**Your goal:**
Start with the first line of the material. Repeat each line exactly through the one that contains "pub(crate) fn offer(&mut".

**Material provided:**
---+---

use crate::error::JsonError;
use crate::parser::state::{Action, MatcherContext, Transition};

#[derive(Debug, Clone, Copy, PartialEq)]
enum Phase {
    /// Before any digit; `negative` may already be set from a leading `-`.
    Start,
    /// At least one integer digit has been consumed.
    IntDigits,
    /// Just consumed `.`; at least one fraction digit is required.
    FracFirstDigit,
    /// At least one fraction digit has been consumed.
    FracDigits,
    /// Just consumed `e`/`E`, possibly followed by a sign; a digit is
    /// required next.
    ExpFirstDigit,
    /// At least one exponent digit has been consumed.
    ExpDigits,
}

fn accepting(phase: Phase) -> bool {
    matches!(phase, Phase::IntDigits | Phase::FracDigits | Phase::ExpDigits)
}

/// Accumulates a JSON number, grounded on `peejay::number_matcher` in
/// `original_source/include/peejay/matchers/number.hpp`: an unsigned integer
/// accumulator that is promoted to a float accumulator (`int_value` +
/// `frac_part`/`frac_digits` + signed `exponent`) the moment a `.` or `e`/`E`
/// is seen.
#[derive(Debug, Clone, Copy)]
pub(crate) struct NumberMatcher {
    phase: Phase,
    negative: bool,
    leading_zero: bool,
    int_value: u64,
    is_float: bool,
    frac_part: f64,
    frac_digits: u32,
    exponent: i64,
    exponent_negative: bool,
}

impl NumberMatcher {
    pub(crate) fn new() -> Self {
        Self {
            phase: Phase::Start,
            negative: false,
            leading_zero: false,
            int_value: 0,
            is_float: false,
            frac_part: 0.0,
            frac_digits: 0,
            exponent: 0,
            exponent_negative: false,
        }
    }

    pub(crate) fn offer(&mut self, cp: Option<u32>, ctx: MatcherContext) -> Transition {
        let digit = cp.and_then(as_ascii_digit);
        match self.phase {
            Phase::Start => self.start(cp, digit),
            Phase::IntDigits => self.int_digits(cp, digit, ctx),
            Phase::FracFirstDigit => self.frac_first_digit(digit),
            Phase::FracDigits => self.frac_digits(cp, digit, ctx),
            Phase::ExpFirstDigit => self.exp_first_digit(cp, digit),
            Phase::ExpDigits => self.exp_digits(cp, digit, ctx),
        }
    }

    fn start(&mut self, cp: Option<u32>, digit: Option<u64>) -> Transition {
        if let Some(d) = digit {
            self.int_value = d;
            self.leading_zero = d == 0;
            self.phase = Phase::IntDigits;
            return Transition::consumed();
        }
        if cp == Some('-' as u32) && !self.negative {
            self.negative = true;
            return Transition::consumed();
        }
        Transition::Error(JsonError::ExpectedDigits)
    }

    fn int_digits(&mut self, cp: Option<u32>, digit: Option<u64>, ctx: MatcherContext) -> Transition {
        if let Some(d) = digit {
            if self.leading_zero {
                // "0" followed directly by another digit is not part of this
                // number; the trailing digit belongs to whatever is next.
                return self.end_of_number(ctx);
            }
            return match self.int_value.checked_mul(10).and_then(|v| v.checked_add(d)) {
                Some(v) => {
                    self.int_value = v;
                    Transition::consumed()
                }
                None => Transition::Error(JsonError::NumberOutOfRange),
            };
        }
        match cp {
            Some(c) if c == '.' as u32 => self.enter_frac(ctx),
            Some(c) if c == 'e' as u32 || c == 'E' as u32 => self.enter_exp(ctx),
            _ => self.end_of_number(ctx),
        }
    }

    fn enter_frac(&mut self, ctx: MatcherContext) -> Transition {
        if !ctx.float_enabled {
            return Transition::Error(JsonError::NumberOutOfRange);
        }
        self.is_float = true;
        self.phase = Phase::FracFirstDigit;
        Transition::consumed()
    }

    fn enter_exp(&mut self, ctx: MatcherContext) -> Transition {
        if !ctx.float_enabled {
            return Transition::Error(JsonError::NumberOutOfRange);
        }
        self.is_float = true;
        self.phase = Phase::ExpFirstDigit;
        Transition::consumed()
    }

    fn frac_first_digit(&mut self, digit: Option<u64>) -> Transition {
        match digit {
            Some(d) => {
                self.frac_part = self.frac_part * 10.0 + d as f64;
                self.frac_digits += 1;
                self.phase = Phase::FracDigits;
                Transition::consumed()
            }
            None => Transition::Error(JsonError::ExpectedDigits),
        }
    }

    fn frac_digits(&mut self, cp: Option<u32>, digit: Option<u64>, ctx: MatcherContext) -> Transition {
        if let Some(d) = digit {
            self.frac_part = self.frac_part * 10.0 + d as f64;
            self.frac_digits += 1;
            return Transition::consumed();
        }
        match cp {
            Some(c) if c == 'e' as u32 || c == 'E' as u32 => {
                self.phase = Phase::ExpFirstDigit;
                Transition::consumed()
            }
            _ => self.end_of_number(ctx),
        }
    }

    fn exp_first_digit(&mut self, cp: Option<u32>, digit: Option<u64>) -> Transition {
        if let Some(d) = digit {
            self.exponent = d as i64;
            self.phase = Phase::ExpDigits;
            return Transition::consumed();
        }
        match cp {
            Some(c) if c == '+' as u32 => Transition::consumed(),
            Some(c) if c == '-' as u32 => {
                self.exponent_negative = true;
                Transition::consumed()
            }
            _ => Transition::Error(JsonError::ExpectedDigits),
        }
    }

    fn exp_digits(&mut self, cp: Option<u32>, digit: Option<u64>, ctx: MatcherContext) -> Transition {
        if let Some(d) = digit {
            self.exponent = self.exponent.saturating_mul(10).saturating_add(d as i64);
            return Transition::consumed();
        }
        let _ = cp;
        self.end_of_number(ctx)
    }

    fn end_of_number(&mut self, ctx: MatcherContext) -> Transition {
        if !accepting(self.phase) {
            return Transition::Error(JsonError::ExpectedDigits);
        }
        if !self.is_float {
            return match self.finish_integer() {
                Some(v) => Transition::Reject { action: Some(Action::Integer(v)) },
                None => Transition::Error(JsonError::NumberOutOfRange),
            };
        }
        match self.finish_float(ctx) {
            Some(action) => Transition::Reject { action: Some(action) },
            None => Transition::Error(JsonError::NumberOutOfRange),
        }
    }

    fn finish_integer(&self) -> Option<i64> {
        if self.negative {
            if self.int_value == i64::MAX as u64 + 1 {
                Some(i64::MIN)
            } else if self.int_value <= i64::MAX as u64 {
                Some(-(self.int_value as i64))
            } else {
                None
            }
        } else if self.int_value <= i64::MAX as u64 {
            Some(self.int_value as i64)
        } else {
            None
        }
    }

    fn finish_float(&self, ctx: MatcherContext) -> Option<Action> {
        let magnitude = 10f64.powi(self.exponent.clamp(i32::MIN as i64, i32::MAX as i64) as i32);
        let scale = if self.exponent_negative { 1.0 / magnitude } else { magnitude };
        if !scale.is_finite() {
            return None;
        }
        let mantissa = self.int_value as f64 + self.frac_part / 10f64.powi(self.frac_digits as i32);
        let mut value = mantissa * scale;
        if self.negative {
            value = -value;
        }
        if !value.is_finite() {
            return None;
        }
        // 128*epsilon near-integer promotion, grounded on
        // `peejay::float_accumulator`'s integer-narrowing check.
        let near_integer_epsilon = 128.0 * f64::EPSILON;
        let truncated = value.trunc();
        if (value - truncated).abs() < near_integer_epsilon
            && truncated >= i64::MIN as f64
            && truncated <= i64::MAX as f64
        {
            return Some(Action::Integer(truncated as i64));
        }
        if !ctx.float_enabled {
            return None;
        }
        Some(Action::Float(value))
    }
}

fn as_ascii_digit(cp: u32) -> Option<u64> {
    if (b'0' as u32..=b'9' as u32).contains(&cp) {
        Some((cp - b'0' as u32) as u64)
    } else {
        None
    }
}
//! RFC 3986 URI parsing, composition, reference resolution, and the
//! percent-encoding / Punycode codecs that sit alongside it
//! (spec.md §4.4, "URI").

mod codec;
mod dotseg;
mod grammar;
mod idna;
mod parts;
mod pctencode;
mod punycode;
mod resolve;

pub use codec::{decode_parts, encode_parts};
pub use dotseg::remove_dot_segments;
pub use grammar::{compose, split, split_reference};
pub use idna::{decode_host, encode_host};
pub use parts::{Authority, Parts, Path};
pub use pctencode::{needs_pctdecode, needs_pctencode, pctdecode, pctencode, str_needs_pctencode, EncodeSet, PctDecode};
pub use punycode::{decode as punycode_decode, encode as punycode_encode};
pub use resolve::{join, join_strs};
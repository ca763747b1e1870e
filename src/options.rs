/// Runtime-configurable resource bounds for [`Parser`](crate::parser::Parser).
///
/// Bounds that affect the *type* of values the parser emits (the integer and
/// float types, and whether floats are accepted at all) are not here: they
/// are expressed as associated types on [`Backend`](crate::backend::Backend),
/// the same way the teacher's generic number handling is expressed through
/// `num_traits` bounds rather than a runtime switch. Everything else that
/// spec.md's policy record lists is a plain field below, built with
/// [`ParserOptionsBuilder`] the way [`actson`'s `JsonParserOptionsBuilder`]
/// builds `JsonParserOptions`.
#[derive(Clone, Copy, Debug, PartialEq, Eq)]
pub struct ParserOptions {
    pub(crate) max_length: usize,
    pub(crate) max_stack_depth: usize,
    pub(crate) pos_tracking: bool,
    pub(crate) streaming: bool,
}

impl Default for ParserOptions {
    /// Returns default parser options: 64-character strings, a stack depth
    /// of 8, position tracking on, and a single top-level value per parse.
    fn default() -> Self {
        Self {
            max_length: 64,
            max_stack_depth: 8,
            pos_tracking: true,
            streaming: false,
        }
    }
}

impl ParserOptions {
    /// The maximum number of decoded characters a string value or key may
    /// contain before `string_too_long` is raised.
    pub fn max_length(&self) -> usize {
        self.max_length
    }

    /// The maximum depth of the parse stack before `nesting_too_deep` is
    /// raised.
    pub fn max_stack_depth(&self) -> usize {
        self.max_stack_depth
    }

    /// `true` if the parser tracks `(line, column)` positions.
    pub fn pos_tracking(&self) -> bool {
        self.pos_tracking
    }

    /// `true` if the parser accepts a stream of multiple top-level JSON
    /// values rather than exactly one.
    pub fn streaming(&self) -> bool {
        self.streaming
    }
}

/// A builder for [`ParserOptions`].
///
/// ```rust
/// use corejay::options::ParserOptionsBuilder;
///
/// let options = ParserOptionsBuilder::default()
///     .with_max_stack_depth(16)
///     .with_streaming(true)
///     .build();
/// assert_eq!(options.max_stack_depth(), 16);
/// assert!(options.streaming());
/// ```
#[derive(Default, Clone, Copy, Debug, PartialEq, Eq)]
pub struct ParserOptionsBuilder {
    options: ParserOptions,
}

impl ParserOptionsBuilder {
    /// Set the maximum decoded string length.
    pub fn with_max_length(mut self, max_length: usize) -> Self {
        self.options.max_length = max_length;
        self
    }

    /// Set the maximum parse stack depth. Must be at least 2 (one slot for
    /// the `eof` matcher, one for the top-level value).
    pub fn with_max_stack_depth(mut self, max_stack_depth: usize) -> Self {
        self.options.max_stack_depth = max_stack_depth;
        self
    }

    /// Enable or disable `(line, column)` position tracking.
    pub fn with_pos_tracking(mut self, pos_tracking: bool) -> Self {
        self.options.pos_tracking = pos_tracking;
        self
    }

    /// Enable streaming mode: after a complete top-level value, the parser
    /// re-arms to accept another one instead of only trailing whitespace.
    /// Values must be self-delimiting (arrays, objects, strings) or
    /// separated by whitespace, the same rule the teacher's own streaming
    /// mode documents.
    pub fn with_streaming(mut self, streaming: bool) -> Self {
        self.options.streaming = streaming;
        self
    }

    /// Build the final [`ParserOptions`].
    pub fn build(self) -> ParserOptions {
        self.options
    }
}

#[cfg(test)]
mod test {
    use super::*;

    #[test]
    fn defaults() {
        let options = ParserOptions::default();
        assert_eq!(options.max_length(), 64);
        assert_eq!(options.max_stack_depth(), 8);
        assert!(options.pos_tracking());
        assert!(!options.streaming());
    }

    #[test]
    fn builder_overrides() {
        let options = ParserOptionsBuilder::default()
            .with_max_length(16)
            .with_max_stack_depth(4)
            .with_pos_tracking(false)
            .with_streaming(true)
            .build();
        assert_eq!(options.max_length(), 16);
        assert_eq!(options.max_stack_depth(), 4);
        assert!(!options.pos_tracking());
        assert!(options.streaming());
    }
}
use crate::error::PunycodeError;

const BASE: u32 = 36;
const TMIN: u32 = 1;
const TMAX: u32 = 26;
const SKEW: u32 = 38;
const DAMP: u32 = 700;
const INITIAL_BIAS: u32 = 72;
const INITIAL_N: u32 = 0x80;
const DELIMITER: char = '-';

fn is_basic_code_point(c: char) -> bool {
    (c as u32) < 0x80
}

/// The basic code point whose value (for representing integers) is `d`,
/// `d` in `[0, BASE)`. `0..25` maps to `a..z`; `26..35` maps to `0..9`.
fn encode_digit(d: u32) -> char {
    debug_assert!(d < BASE);
    if d < 26 {
        (b'a' + d as u8) as char
    } else {
        (b'0' + (d - 26) as u8) as char
    }
}

/// The numeric value of a basic code point, or `None` if it does not
/// represent one.
fn decode_digit(c: char) -> Option<u32> {
    match c {
        'a'..='z' => Some(c as u32 - 'a' as u32),
        'A'..='Z' => Some(c as u32 - 'A' as u32),
        '0'..='9' => Some(c as u32 - '0' as u32 + 26),
        _ => None,
    }
}

fn clamp(k: u32, bias: u32) -> u32 {
    if k <= bias {
        TMIN
    } else if k >= bias + TMAX {
        TMAX
    } else {
        k - bias
    }
}

fn adapt(delta: u32, numpoints: u32, firsttime: bool) -> u32 {
    let mut delta = if firsttime { delta / DAMP } else { delta / 2 };
    delta += delta / numpoints;
    let mut k = 0;
    while delta > (BASE - TMIN) * TMAX / 2 {
        delta /= BASE - TMIN;
        k += BASE;
    }
    k + (BASE - TMIN + 1) * delta / (delta + SKEW)
}

fn encode_vli(mut q: u32, bias: u32, out: &mut String) {
    let mut k = BASE;
    loop {
        let t = clamp(k, bias);
        if q < t {
            break;
        }
        out.push(encode_digit(t + (q - t) % (BASE - t)));
        q = (q - t) / (BASE - t);
        k += BASE;
    }
    out.push(encode_digit(q));
}

/// Encodes `input` as Bootstring/Punycode (RFC 3492), with the parameters
/// fixed by `spec.md` §4.4: `base=36, tmin=1, tmax=26, skew=38, damp=700,
/// initial_bias=72, initial_n=0x80, delimiter='-'`. Returns `input`
/// unchanged if it is already all-ASCII.
pub fn encode(input: &str) -> String {
    if input.chars().all(is_basic_code_point) {
        return input.to_string();
    }
    let mut output = String::new();
    let mut basic_count = 0u32;
    for c in input.chars() {
        if is_basic_code_point(c) {
            output.push(c);
            basic_count += 1;
        }
    }
    if basic_count > 0 {
        output.push(DELIMITER);
    }

    let mut non_basic: Vec<u32> = input.chars().filter(|&c| !is_basic_code_point(c)).map(|c| c as u32).collect();
    non_basic.sort_unstable();
    non_basic.dedup();

    let code_points: Vec<u32> = input.chars().map(|c| c as u32).collect();
    let mut n = INITIAL_N;
    let mut delta = 0u32;
    let mut bias = INITIAL_BIAS;
    let mut h = basic_count;

    for &m in &non_basic {
        delta += (m - n) * (h + 1);
        n = m;
        for &c in &code_points {
            if c < n {
                delta += 1;
            } else if c == n {
                encode_vli(delta, bias, &mut output);
                bias = adapt(delta, h + 1, h == basic_count);
                delta = 0;
                h += 1;
            }
        }
        delta += 1;
        n += 1;
    }
    output
}

/// Decodes Punycode text back to its original code points.
pub fn decode(input: &str) -> Result<String, PunycodeError> {
    let (basic, coded) = match input.rfind(DELIMITER) {
        Some(idx) => (&input[..idx], &input[idx + DELIMITER.len_utf8()..]),
        None => ("", input),
    };
    if !basic.chars().all(is_basic_code_point) {
        return Err(PunycodeError::BadInput);
    }
    let mut output: Vec<u32> = basic.chars().map(|c| c as u32).collect();

    let mut n = INITIAL_N;
    let mut i = 0u32;
    let mut bias = INITIAL_BIAS;
    let mut chars = coded.chars();

    loop {
        let Some(mut c) = chars.next() else { break };
        let old_i = i;
        let mut w = 1u32;
        let mut k = BASE;
        loop {
            let digit = decode_digit(c).ok_or(PunycodeError::BadInput)?;
            i = i.checked_add(digit.checked_mul(w).ok_or(PunycodeError::Overflow)?).ok_or(PunycodeError::Overflow)?;
            let t = clamp(k, bias);
            if digit < t {
                break;
            }
            w = w.checked_mul(BASE - t).ok_or(PunycodeError::Overflow)?;
            k += BASE;
            c = chars.next().ok_or(PunycodeError::BadInput)?;
        }
        let out_len = output.len() as u32 + 1;
        bias = adapt(i - old_i, out_len, old_i == 0);
        n = n.checked_add(i / out_len).ok_or(PunycodeError::Overflow)?;
        i %= out_len;
        output.insert(i as usize, n);
        i += 1;
    }

    output
        .into_iter()
        .map(|cp| char::from_u32(cp).ok_or(PunycodeError::BadInput))
        .collect::<Result<String, _>>()
}

#[cfg(test)]
mod test {
    use super::*;

    #[test]
    fn ascii_input_is_unchanged() {
        assert_eq!(encode("example"), "example");
    }

    #[test]
    fn encodes_and_decodes_mixed_script() {
        // "bücher" (German for "books")
        let encoded = encode("bücher");
        assert_eq!(encoded, "bcher-kva");
        assert_eq!(decode(&encoded).unwrap(), "bücher");
    }

    #[test]
    fn encodes_and_decodes_all_non_basic() {
        let encoded = encode("ü");
        assert_eq!(decode(&encoded).unwrap(), "ü");
    }

    #[test]
    fn bad_input_without_basic_is_rejected() {
        assert!(decode("*").is_err());
    }
}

---+---

**Result for this exercise:**
use crate::error::JsonError;
use crate::parser::state::{Action, MatcherContext, Transition};

#[derive(Debug, Clone, Copy, PartialEq)]
enum Phase {
    /// Before any digit; `negative` may already be set from a leading `-`.
    Start,
    /// At least one integer digit has been consumed.
    IntDigits,
    /// Just consumed `.`; at least one fraction digit is required.
    FracFirstDigit,
    /// At least one fraction digit has been consumed.
    FracDigits,
    /// Just consumed `e`/`E`, possibly followed by a sign; a digit is
    /// required next.
    ExpFirstDigit,
    /// At least one exponent digit has been consumed.
    ExpDigits,
}

fn accepting(phase: Phase) -> bool {
    matches!(phase, Phase::IntDigits | Phase::FracDigits | Phase::ExpDigits)
}

/// Accumulates a JSON number, grounded on `peejay::number_matcher` in
/// `original_source/include/peejay/matchers/number.hpp`: an unsigned integer
/// accumulator that is promoted to a float accumulator (`int_value` +
/// `frac_part`/`frac_digits` + signed `exponent`) the moment a `.` or `e`/`E`
/// is seen.
#[derive(Debug, Clone, Copy)]
pub(crate) struct NumberMatcher {
    phase: Phase,
    negative: bool,
    leading_zero: bool,
    int_value: u64,
    is_float: bool,
    frac_part: f64,
    frac_digits: u32,
    exponent: i64,
    exponent_negative: bool,
}

impl NumberMatcher {
    pub(crate) fn new() -> Self {
        Self {
            phase: Phase::Start,
            negative: false,
            leading_zero: false,
            int_value: 0,
            is_float: false,
            frac_part: 0.0,
            frac_digits: 0,
            exponent: 0,
            exponent_negative: false,
        }
    }

    pub(crate) fn offer(&mut self, cp: Option<u32>, ctx: MatcherContext) -> Transition {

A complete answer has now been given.